Pharmacies generate an abundant supply of clean, white HDPE that more often than not goes straight into the waste stream. The Association of Plastic Recyclers is looking to change that.
Stock bottles are the containers medications arrive in, before they are separated and prescribed to patients. The containers and paper are the most discarded materials in a typical pharmacy setting, and most locations already recycle paper.
“If they add stock bottles they can reach, essentially, zero waste,” said Liz Bedard, the Association of Plastic Recyclers’ (APR) rigid plastics recycling director.
APR last week added a pharmacy section to its grocery plastics program guide. The guide is part of the group’s program to encourage grocery stores to recycle their back-of-house HDPE and PP. Since the program started five years ago, stores across the country have begun recycling their plastics.
With this new effort, APR zeroed in on stock bottles specifically because pharmacies can begin recycling them relatively easily, especially those inside retail stores participating in APR’s grocery rigids program. Due in part to complications introduced by health privacy laws, the guide does not address the amber-colored pill vials patients receive. That could come at a future stage.
“My approach with new programs is to start with a low-hanging fruit and build from there,” Bedard said.

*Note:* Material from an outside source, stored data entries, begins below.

//! Constant-velocity Kalman filter with confidence-scaled process noise.

use nalgebra::{DMatrix, DVector};
use tracing::warn;

use super::traits::{measurement_from, FilterHealth, MotionFilter, MotionFilterFactory};
use crate::config::MotionConfig;
use crate::detection::Detection;
use crate::internal::kalman::KalmanFilter;

pub const DIM_X: usize = 8;
pub const DIM_Z: usize = 5;

/// Largest variance still considered well-conditioned.
const MAX_VARIANCE: f64 = 1.0e12;

/// Adaptive Kalman filter over `[x, y, z, vx, vy, vz, w, h]`.
#[derive(Clone, Debug)]
pub struct AdaptiveKalmanFilter {
    kf: KalmanFilter,
    q_base: DMatrix<f64>,
    min_noise_confidence: f64,
    reset_variance: f64,
}

impl AdaptiveKalmanFilter {
    pub fn new(initial: &DVector<f64>, config: &MotionConfig) -> Self {
        let mut kf = KalmanFilter::new(DIM_X, DIM_Z);

        let dt = config.tick_interval;
        kf.f[(0, 3)] = dt;
        kf.f[(1, 4)] = dt;
        kf.f[(2, 5)] = dt;

        // z = [x, y, z, w, h]
        kf.h = DMatrix::zeros(DIM_Z, DIM_X);
        kf.h[(0, 0)] = 1.0;
        kf.h[(1, 1)] = 1.0;
        kf.h[(2, 2)] = 1.0;
        kf.h[(3, 6)] = 1.0;
        kf.h[(4, 7)] = 1.0;

        kf.r = DMatrix::identity(DIM_Z, DIM_Z) * config.measurement_noise;
        kf.p = DMatrix::identity(DIM_X, DIM_X) * config.initial_variance;

        kf.x[0] = initial[0];
        kf.x[1] = initial[1];
        kf.x[2] = initial[2];
        kf.x[6] = initial[3];
        kf.x[7] = initial[4];

        let q_base = DMatrix::identity(DIM_X, DIM_X) * config.process_noise;
        kf.q = q_base.clone();

        Self {
            kf,
            q_base,
            min_noise_confidence: config.min_noise_confidence,
            reset_variance: config.reset_variance,
        }
    }

    /// Whether the covariance or state is unusable.
    pub fn is_degenerate(&self) -> bool {
        if self.kf.x.iter().any(|v| !v.is_finite()) || self.kf.p.iter().any(|v| !v.is_finite()) {
            return true;
        }
        (0..DIM_X).any(|i| {
            let var = self.kf.p[(i, i)];
            var <= 0.0 || var > MAX_VARIANCE
        })
    }

    /// Reset to a wide prior, keeping the last finite position and extent.
    fn reset(&mut self, fallback: Option<&DVector<f64>>) {
        let mut x = DVector::zeros(DIM_X);
        for &i in &[0usize, 1, 2, 6, 7] {
            let current = self.kf.x[i];
            x[i] = if current.is_finite() {
                current
            } else {
                fallback.map(|z| z[measurement_index(i)]).unwrap_or(0.0)
            };
        }
        self.kf.x = x;
        self.kf.p = DMatrix::identity(DIM_X, DIM_X) * self.reset_variance;
        warn!(reset_variance = self.reset_variance, "motion filter covariance degenerate, reset to wide prior");
    }

    fn check(&mut self, fallback: Option<&DVector<f64>>) -> FilterHealth {
        if self.is_degenerate() {
            self.reset(fallback);
            FilterHealth::Reset
        } else {
            FilterHealth::Nominal
        }
    }

    #[cfg(test)]
    pub(crate) fn kalman_mut(&mut self) -> &mut KalmanFilter {
        &mut self.kf
    }
}

/// Map a state index carrying a measured quantity to its measurement index.
fn measurement_index(state_idx: usize) -> usize {
    match state_idx {
        6 => 3,
        7 => 4,
        i => i,
    }
}

impl MotionFilter for AdaptiveKalmanFilter {
    fn predict(&mut self, confidence: f64) -> FilterHealth {
        let scale = 1.0 / confidence.max(self.min_noise_confidence);
        self.kf.q = &self.q_base * scale;
        self.kf.predict();
        self.check(None)
    }

    fn update(&mut self, measurement: &DVector<f64>) -> FilterHealth {
        if measurement.iter().any(|v| !v.is_finite()) {
            return self.check(None);
        }
        if !self.kf.update(measurement) {
            self.reset(Some(measurement));
            return FilterHealth::Reset;
        }
        self.check(Some(measurement))
    }

    fn state(&self) -> &DVector<f64> {
        &self.kf.x
    }

    fn covariance(&self) -> &DMatrix<f64> {
        &self.kf.p
    }

    fn clone_box(&self) -> Box<dyn MotionFilter> {
        Box::new(self.clone())
    }
}

/// Builds [`AdaptiveKalmanFilter`]s from a [`MotionConfig`].
#[derive(Clone, Debug)]
pub struct AdaptiveKalmanFilterFactory {
    config: MotionConfig,
}

impl AdaptiveKalmanFilterFactory {
    pub fn new(config: MotionConfig) -> Self {
        Self { config }
    }
}

impl MotionFilterFactory for AdaptiveKalmanFilterFactory {
    fn create_filter(&self, detection: &Detection) -> Box<dyn MotionFilter> {
        Box::new(AdaptiveKalmanFilter::new(
            &measurement_from(detection),
            &self.config,
        ))
    }
}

APR’s recommended process is relatively simple. APR suggests pharmacy staff members set up a collection bin with a liner bag specifically for empty stock bottles. Caps should be removed, APR said, because they’re generally polypropylene and would lower the value of the stream.

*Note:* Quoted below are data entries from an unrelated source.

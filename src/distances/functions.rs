//! Built-in affinity functions.

use crate::detection::BBox3D;

/// Intersection over Union of two axis-aligned 3D boxes.
///
/// Returns 0.0 for disjoint or degenerate boxes.
pub fn iou_3d(a: &BBox3D, b: &BBox3D) -> f64 {
    let (a_min, a_max) = (a.min(), a.max());
    let (b_min, b_max) = (b.min(), b.max());

    let mut inter_volume = 1.0;
    for axis in 0..3 {
        let lo = a_min[axis].max(b_min[axis]);
        let hi = a_max[axis].min(b_max[axis]);
        inter_volume *= (hi - lo).max(0.0);
    }

    let union_volume = a.volume() + b.volume() - inter_volume;
    if union_volume > 0.0 {
        inter_volume / union_volume
    } else {
        0.0
    }
}

/// Intersection over Union of the `x`/`y` faces of two boxes.
///
/// Used when at least one box has no depth extent.
pub fn iou_2d(a: &BBox3D, b: &BBox3D) -> f64 {
    let (a_min, a_max) = (a.min(), a.max());
    let (b_min, b_max) = (b.min(), b.max());

    let inter_w = (a_max.x.min(b_max.x) - a_min.x.max(b_min.x)).max(0.0);
    let inter_h = (a_max.y.min(b_max.y) - a_min.y.max(b_min.y)).max(0.0);
    let inter_area = inter_w * inter_h;

    let union_area = a.width * a.height + b.width * b.height - inter_area;
    if union_area > 0.0 {
        inter_area / union_area
    } else {
        0.0
    }
}

/// Overlap of two boxes: 3D IoU when both have depth, 2D IoU otherwise.
pub fn overlap(a: &BBox3D, b: &BBox3D) -> f64 {
    if a.has_depth() && b.has_depth() {
        iou_3d(a, b)
    } else {
        iou_2d(a, b)
    }
}

/// Cosine similarity between two embeddings.
///
/// Returns `None` when dimensions differ or either vector has zero norm.
pub fn cosine_similarity(a: &[f64], b: &[f64]) -> Option<f64> {
    if a.len() != b.len() || a.is_empty() {
        return None;
    }

    let mut dot = 0.0;
    let mut norm_a = 0.0;
    let mut norm_b = 0.0;
    for (x, y) in a.iter().zip(b.iter()) {
        dot += x * y;
        norm_a += x * x;
        norm_b += y * y;
    }

    let denom = norm_a.sqrt() * norm_b.sqrt();
    if denom <= f64::EPSILON {
        return None;
    }
    Some((dot / denom).clamp(-1.0, 1.0))
}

Since the majority of grocery plastics are polypropylene, the caps can easily integrate into that stream.
“We suggest separating them and still collecting them, just not in the same bin,” Bedard said.
Once the collection bags are full, they can be stored in the back of the store until they’re shipped to market. The bottles can be shipped in a single-stream with the store’s other recovered materials, separated and sent to a local recycling company, or backhauled to a distributor or recycling center, similar to the method advised through the grocery rigid plastics program.
APR estimates for a chain running 100 small pharmacy locations each serving between 500 and 1,000 prescriptions per week, the annual disposal savings would total $10,000.
“When they layer on the sale of the material, it makes good sense,” Bedard said.